Asked if the United States recognized Israel's right to keep some settlements in the West Bank, Bush said Sharon had started the process of removing settlements from the West Bank. He added final decisions about Israeli settlements in the West Bank had to wait for "final status" negotiations between the Israelis and Palestinians on a Palestinian state.
Bush stressed that Israeli settlements "should be temporary rather than permanent, and therefore not prejudice any final status issues, including final borders."
Regarding the separation wall being built by Israel on Palestinian lands, Bush said it should be security barrier and should be temporary rather than permanent.
When asked by a reporter if America policy in the Middle East favors Israel, Bush replied by saying the U.S. was "tilted" towards peace. He also challenged the Palestinians to match Sharon's boldness and courage.
Sharon said he was encouraged by Bush's support for his plan and added his "disengagement plan" will create a new and better reality for the State of Israel, emphasizing it will improve the country's security and economy.

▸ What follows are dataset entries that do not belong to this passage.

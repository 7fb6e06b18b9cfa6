//! # Conflict Retry
//!
//! Re-runs one store operation when SQLite reports it busy or locked.
//!
//! ```text
//!   attempt 1 ──► Conflict ──► sleep(20ms) ──► attempt 2 ──► Conflict
//!       ──► sleep(~40ms) ──► attempt 3 ──► Ok
//! ```
//!
//! Each attempt must be a complete unit (its own transaction) so a retry
//! never replays half of a previous attempt. Non-retryable errors return
//! immediately.

use backoff::backoff::Backoff;
use backoff::ExponentialBackoff;
use std::future::Future;
use std::time::Duration;
use tracing::warn;

use crate::config::RetrySettings;
use crate::error::{LedgerError, LedgerResult};

/// Creates the exponential backoff configuration.
fn create_backoff(settings: &RetrySettings) -> ExponentialBackoff {
    let initial = Duration::from_millis(settings.initial_backoff_ms);
    ExponentialBackoff {
        current_interval: initial,
        initial_interval: initial,
        max_interval: Duration::from_millis(settings.max_backoff_ms),
        multiplier: 2.0,
        max_elapsed_time: None,
        ..Default::default()
    }
}

/// Runs `op` until it succeeds, fails for good, or attempts run out.
pub async fn with_retry<T, F, Fut>(
    settings: &RetrySettings,
    operation: &str,
    mut op: F,
) -> LedgerResult<T>
where
    F: FnMut() -> Fut,
    Fut: Future<Output = LedgerResult<T>>,
{
    let mut backoff = create_backoff(settings);
    let mut attempt = 1;

    loop {
        match op().await {
            Ok(value) => return Ok(value),
            Err(err) if err.is_retryable() => {
                if attempt >= settings.max_attempts {
                    return Err(LedgerError::RetriesExhausted {
                        operation: operation.to_string(),
                        attempts: attempt,
                        last_error: err.to_string(),
                    });
                }

                let delay = backoff
                    .next_backoff()
                    .unwrap_or_else(|| Duration::from_millis(settings.max_backoff_ms));
                warn!(
                    operation = %operation,
                    attempt,
                    delay_ms = delay.as_millis() as u64,
                    error = %err,
                    "Store conflict, retrying"
                );
                tokio::time::sleep(delay).await;
                attempt += 1;
            }
            Err(err) => return Err(err),
        }
    }
}

#[cfg(test)]
mod tests {
    use super::*;
    use cafe_db::DbError;
    use std::sync::atomic::{AtomicU32, Ordering};

    fn fast() -> RetrySettings {
        RetrySettings {
            max_attempts: 3,
            initial_backoff_ms: 1,
            max_backoff_ms: 2,
        }
    }

    #[tokio::test]
    async fn test_retries_conflicts_until_success() {
        let calls = AtomicU32::new(0);
        let result = with_retry(&fast(), "test", || async {
            if calls.fetch_add(1, Ordering::SeqCst) < 2 {
                Err(LedgerError::Db(DbError::Conflict("database is locked".into())))
            } else {
                Ok(42)
            }
        })
        .await;

        assert_eq!(result.unwrap(), 42);
        assert_eq!(calls.load(Ordering::SeqCst), 3);
    }

    #[tokio::test]
    async fn test_gives_up_after_max_attempts() {
        let calls = AtomicU32::new(0);
        let result: LedgerResult<()> = with_retry(&fast(), "adjust", || async {
            calls.fetch_add(1, Ordering::SeqCst);
            Err(LedgerError::Db(DbError::Conflict("busy".into())))
        })
        .await;

        match result {
            Err(LedgerError::RetriesExhausted { operation, attempts, .. }) => {
                assert_eq!(operation, "adjust");
                assert_eq!(attempts, 3);
            }
            other => panic!("expected RetriesExhausted, got {:?}", other),
        }
        assert_eq!(calls.load(Ordering::SeqCst), 3);
    }

    #[tokio::test]
    async fn test_does_not_retry_invariant_violations() {
        let calls = AtomicU32::new(0);
        let result: LedgerResult<()> = with_retry(&fast(), "post", || async {
            calls.fetch_add(1, Ordering::SeqCst);
            Err(LedgerError::Core(cafe_core::CoreError::EmptyEntry))
        })
        .await;

        assert!(matches!(result, Err(LedgerError::Core(_))));
        assert_eq!(calls.load(Ordering::SeqCst), 1);
    }
}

On his part, Palestinian Cabinet Minister Saeb Erekat rejected Bush's statements. "This is like someone giving a part of Texas' land to China," he told The Associated Press. Over the years, he said, U.S. administrations have assured the Palestinians that issues like borders and settlements would be handled in negotiations between the two sides.

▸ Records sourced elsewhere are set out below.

//! # Validation Module
//!
//! Boundary validation for everything that enters the core.
//!
//! ## Validation Strategy
//! ```text
//! ┌─────────────────────────────────────────────────────────────────────────┐
//! │                      Validation Layers                                  │
//! │                                                                         │
//! │  Layer 1: Caller (order lifecycle, purchasing, reporting UI)           │
//! │  └── Deserialization into typed records (OrderLineItem, ...)           │
//! │           │                                                             │
//! │           ▼                                                             │
//! │  Layer 2: THIS MODULE                                                  │
//! │  └── Required ids, positive quantities, bounded sizes                  │
//! │           │                                                             │
//! │           ▼                                                             │
//! │  Layer 3: Database (SQLite)                                            │
//! │  ├── CHECK constraints (one-sided lines, amount_paid <= total)         │
//! │  ├── UNIQUE constraints (account number, live reference)               │
//! │  └── Triggers (posted entries and movements are immutable)             │
//! └─────────────────────────────────────────────────────────────────────────┘
//! ```
//!
//! ## Usage
//! ```rust
//! use cafe_core::validation::{validate_order_lines, validate_account_number};
//! use cafe_core::OrderLineItem;
//!
//! assert!(validate_order_lines(&[OrderLineItem::new("espresso", 1)]).is_ok());
//! assert!(validate_order_lines(&[OrderLineItem::new("espresso", 0)]).is_err());
//! assert!(validate_account_number("5100").is_ok());
//! ```

use crate::error::ValidationError;
use crate::types::OrderLineItem;
use crate::{MAX_LINE_QUANTITY, MAX_ORDER_LINES};

/// Result type for validation operations.
pub type ValidationResult<T> = Result<T, ValidationError>;

// =============================================================================
// String Validators
// =============================================================================

/// Non-empty after trimming.
pub fn validate_required(field: &str, value: &str) -> ValidationResult<()> {
    if value.trim().is_empty() {
        return Err(ValidationError::Required {
            field: field.to_string(),
        });
    }
    Ok(())
}

/// Non-empty and at most `max` characters.
pub fn validate_name(field: &str, value: &str, max: usize) -> ValidationResult<()> {
    validate_required(field, value)?;
    if value.trim().chars().count() > max {
        return Err(ValidationError::TooLong {
            field: field.to_string(),
            max,
        });
    }
    Ok(())
}

/// Account numbers: 1 to 20 characters of digits, letters, `-` or `.`.
pub fn validate_account_number(number: &str) -> ValidationResult<()> {
    let number = number.trim();
    validate_name("account_number", number, 20)?;
    if !number
        .chars()
        .all(|c| c.is_ascii_alphanumeric() || c == '-' || c == '.')
    {
        return Err(ValidationError::InvalidFormat {
            field: "account_number".to_string(),
            reason: "must contain only letters, digits, '-' and '.'".to_string(),
        });
    }
    Ok(())
}

/// Idempotency key parts for automatic postings.
pub fn validate_reference(reference_type: &str, reference_id: &str) -> ValidationResult<()> {
    validate_name("reference_type", reference_type, 50)?;
    validate_name("reference_id", reference_id, 200)
}

/// Stocking / recipe units. Any non-empty token is accepted; unknown units
/// fail open at conversion time.
pub fn validate_unit(unit: &str) -> ValidationResult<()> {
    validate_name("unit", unit, 20)
}

// =============================================================================
// Numeric Validators
// =============================================================================

/// Order line and add-on quantities: 1..=MAX_LINE_QUANTITY.
pub fn validate_quantity(field: &str, qty: i64) -> ValidationResult<()> {
    if qty <= 0 {
        return Err(ValidationError::MustBePositive {
            field: field.to_string(),
        });
    }
    if qty > MAX_LINE_QUANTITY {
        return Err(ValidationError::OutOfRange {
            field: field.to_string(),
            min: 1,
            max: MAX_LINE_QUANTITY,
        });
    }
    Ok(())
}

/// Recipe quantities and stock received: finite and strictly positive.
pub fn validate_measure(field: &str, quantity: f64) -> ValidationResult<()> {
    if !quantity.is_finite() {
        return Err(ValidationError::InvalidFormat {
            field: field.to_string(),
            reason: "must be a finite number".to_string(),
        });
    }
    if quantity <= 0.0 {
        return Err(ValidationError::MustBePositive {
            field: field.to_string(),
        });
    }
    Ok(())
}

/// Stock deltas: finite and non-zero, either sign.
pub fn validate_delta(delta: f64) -> ValidationResult<()> {
    if !delta.is_finite() || delta == 0.0 {
        return Err(ValidationError::InvalidFormat {
            field: "delta".to_string(),
            reason: "must be a finite, non-zero number".to_string(),
        });
    }
    Ok(())
}

/// Prices and costs: zero allowed, negative not.
pub fn validate_price_cents(field: &str, cents: i64) -> ValidationResult<()> {
    if cents < 0 {
        return Err(ValidationError::OutOfRange {
            field: field.to_string(),
            min: 0,
            max: i64::MAX,
        });
    }
    Ok(())
}

/// Must be > 0.
pub fn validate_amount_cents(field: &str, cents: i64) -> ValidationResult<()> {
    if cents <= 0 {
        return Err(ValidationError::MustBePositive {
            field: field.to_string(),
        });
    }
    Ok(())
}

/// 0..=10000 bps.
pub fn validate_tax_rate_bps(bps: u32) -> ValidationResult<()> {
    if bps > 10000 {
        return Err(ValidationError::OutOfRange {
            field: "tax_rate".to_string(),
            min: 0,
            max: 10000,
        });
    }
    Ok(())
}

// =============================================================================
// Order Validators
// =============================================================================

/// Validates an order before any costing I/O.
///
/// ## Rules
/// - At least one line, at most MAX_ORDER_LINES
/// - Every product and add-on id is present
/// - Every line and add-on quantity is within 1..=MAX_LINE_QUANTITY
pub fn validate_order_lines(lines: &[OrderLineItem]) -> ValidationResult<()> {
    if lines.is_empty() {
        return Err(ValidationError::Required {
            field: "line_items".to_string(),
        });
    }
    if lines.len() > MAX_ORDER_LINES {
        return Err(ValidationError::OutOfRange {
            field: "line_items".to_string(),
            min: 1,
            max: MAX_ORDER_LINES as i64,
        });
    }

    for line in lines {
        validate_required("product_id", &line.product_id)?;
        validate_quantity("quantity", line.quantity)?;
        for addon in &line.addons {
            validate_required("addon_id", &addon.addon_id)?;
            validate_quantity("addon quantity", addon.quantity)?;
        }
    }
    Ok(())
}

// =============================================================================
// Unit Tests
// =============================================================================
// =============================================================================
// Connection-level helpers (shared with the subledgers and postings)
// =============================================================================

/// Assigns ids and line numbers to a validated entry.
fn materialize(new: NewJournalEntry, status: EntryStatus, posted_by: Option<&str>) -> JournalEntry {
    let id = Uuid::new_v4().to_string();
    let now = Utc::now();

    let lines = new
        .lines
        .into_iter()
        .enumerate()
        .map(|(index, line)| JournalLine {
            id: Uuid::new_v4().to_string(),
            entry_id: id.clone(),
            line_number: index as i64 + 1,
            account_id: line.account_id,
            debit_cents: line.debit_cents,
            credit_cents: line.credit_cents,
            description: line.description,
            branch_id: line.branch_id,
        })
        .collect();

    JournalEntry {
        id,
        tenant_id: new.tenant_id,
        entry_date: new.entry_date,
        description: new.description.trim().to_string(),
        status,
        reference_type: new.reference_type,
        reference_id: new.reference_id,
        created_by: new.created_by,
        posted_by: posted_by.map(str::to_string),
        posted_at: posted_by.map(|_| now),
        created_at: now,
        lines,
    }
}

/// Every line must hit an active account of the entry's tenant.
async fn check_accounts(
    conn: &mut SqliteConnection,
    tenant_id: &str,
    lines: &[NewJournalLine],
) -> LedgerResult<()> {
    let accounts: HashMap<String, bool> = account::list_in(conn, tenant_id)
        .await?
        .into_iter()
        .map(|a| (a.id, a.is_active))
        .collect();

    for (index, line) in lines.iter().enumerate() {
        let reason = match accounts.get(&line.account_id) {
            Some(true) => continue,
            Some(false) => format!("account {} is inactive", line.account_id),
            None => format!("account {} does not belong to tenant {}", line.account_id, tenant_id),
        };
        return Err(CoreError::InvalidLine {
            line: index + 1,
            reason,
        }
        .into());
    }
    Ok(())
}

fn stored_lines(entry: &JournalEntry) -> Vec<NewJournalLine> {
    entry
        .lines
        .iter()
        .map(|l| NewJournalLine {
            account_id: l.account_id.clone(),
            debit_cents: l.debit_cents,
            credit_cents: l.credit_cents,
            description: l.description.clone(),
            branch_id: l.branch_id.clone(),
        })
        .collect()
}

/// Returns the live entry for the reference, or builds, validates and posts
/// a new one. The flag is true when this call created the entry.
///
/// Runs inside the caller's transaction so a subledger can post and update
/// its own row atomically.
pub(crate) async fn post_if_absent_in<F>(
    conn: &mut SqliteConnection,
    tenant_id: &str,
    reference_type: &str,
    reference_id: &str,
    posted_by: &str,
    build: F,
) -> LedgerResult<(JournalEntry, bool)>
where
    F: FnOnce() -> NewJournalEntry,
{
    if let Some(existing) =
        journal::find_live_by_reference(&mut *conn, tenant_id, reference_type, reference_id).await?
    {
        debug!(
            reference_type = %reference_type,
            reference_id = %reference_id,
            entry_id = %existing.id,
            "Entry already recorded for reference"
        );
        return Ok((existing, false));
    }

    let new = build().with_reference(reference_type, reference_id);
    if new.tenant_id != tenant_id {
        return Err(ValidationError::InvalidFormat {
            field: "tenant_id".to_string(),
            reason: format!("entry built for {} while posting for {}", new.tenant_id, tenant_id),
        }
        .into());
    }
    validate_entry(&new)?;
    check_accounts(&mut *conn, tenant_id, &new.lines).await?;

    let entry = materialize(new, EntryStatus::Posted, Some(posted_by));
    match journal::insert_entry(&mut *conn, &entry).await {
        Ok(()) => {}
        Err(err) if err.is_unique_violation() => {
            // Lost the race inside the unique index: the winner is visible now.
            return match journal::find_live_by_reference(&mut *conn, tenant_id, reference_type, reference_id)
                .await?
            {
                Some(winner) => Ok((winner, false)),
                None => Err(DbError::Conflict(format!(
                    "live entry for {}/{} vanished",
                    reference_type, reference_id
                ))
                .into()),
            };
        }
        Err(err) => return Err(err.into()),
    }

    info!(
        entry_id = %entry.id,
        reference_type = %reference_type,
        reference_id = %reference_id,
        amount_cents = entry.total_debits().cents(),
        "Journal entry posted"
    );
    Ok((entry, true))
}
//! Config command - View and validate the client configuration
//!
//! Provides the `pkctl config` CLI command which:
//! 1. Shows the effective configuration (YAML or JSON)
//! 2. Shows the hints sent with every transaction
//! 3. Validates the configuration file and reports errors

use std::path::Path;

use anyhow::{Context, Result};
use clap::Subcommand;
use pkclient_core::config::ClientConfig;
use tracing::info;

use crate::output::{get_formatter, OutputFormat};

#[derive(Debug, Subcommand)]
pub enum ConfigCommand {
    /// Display the effective configuration
    Show,
    /// Display the hints sent with every transaction
    Hints,
    /// Validate the configuration file
    Validate,
}

impl ConfigCommand {
    /// Execute the config command
    pub async fn execute(
        &self,
        config_path: &Path,
        config: &ClientConfig,
        format: OutputFormat,
    ) -> Result<()> {
        match self {
            ConfigCommand::Show => execute_show(config_path, config, format),
            ConfigCommand::Hints => execute_hints(config, format),
            ConfigCommand::Validate => execute_validate(config_path, format),
        }
    }
}

fn execute_show(config_path: &Path, config: &ClientConfig, format: OutputFormat) -> Result<()> {
    let formatter = get_formatter(format);

    info!(config_path = %config_path.display(), "Showing configuration");

    if format.is_json() {
        let json =
            serde_json::to_value(config).context("Failed to serialize configuration to JSON")?;
        formatter.print_json(&json);
        return Ok(());
    }

    formatter.success(&format!("Configuration ({})", config_path.display()));
    if !config_path.exists() {
        formatter.info("(file not found, showing defaults)");
    }
    formatter.info("");

    let yaml =
        serde_yaml::to_string(config).context("Failed to serialize configuration to YAML")?;
    for line in yaml.lines() {
        formatter.info(line);
    }
    Ok(())
}

fn execute_hints(config: &ClientConfig, format: OutputFormat) -> Result<()> {
    let formatter = get_formatter(format);
    let hints = config.hint_list();

    if format.is_json() {
        formatter.print_json(&serde_json::json!({ "hints": hints }));
    } else {
        for hint in &hints {
            formatter.info(hint);
        }
    }
    Ok(())
}

fn execute_validate(config_path: &Path, format: OutputFormat) -> Result<()> {
    let formatter = get_formatter(format);

    if !config_path.exists() {
        formatter.warn(&format!(
            "{} does not exist, defaults are used",
            config_path.display()
        ));
        return Ok(());
    }

    let config = match ClientConfig::load(config_path) {
        Ok(config) => config,
        Err(e) => {
            formatter.error(&format!("Cannot parse {}: {}", config_path.display(), e));
            return Ok(());
        }
    };

    let errors = config.validate();
    if format.is_json() {
        let messages: Vec<String> = errors.iter().map(|e| e.to_string()).collect();
        formatter.print_json(&serde_json::json!({
            "path": config_path.display().to_string(),
            "valid": errors.is_empty(),
            "errors": messages,
        }));
    } else if errors.is_empty() {
        formatter.success(&format!("{} is valid", config_path.display()));
    } else {
        formatter.error(&format!("{} has {} error(s)", config_path.display(), errors.len()));
        for error in &errors {
            formatter.info(&error.to_string());
        }
    }
    Ok(())
}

"If Israel wants to make peace, it must talk to the Palestinian leadership," Erekat said.
Another Palestinian official said Bush's commitments to Sharon endanger the future of the entire region. "Bush and Sharon are trying to protect each others' political future but are endangering the political future of Israel, the Palestinians and the whole region," Yasser Abed Rabbo stated.
Earlier on Wednesday, Palestinian President, Yasser Arafat said that U.S. assurances that Israel could keep some key West Bank settlement blocs and would not have to absorb Palestinian refugees would signal the end of the peace process. (Albawaba.com)
© 2004 Al Bawaba (www.albawaba.com)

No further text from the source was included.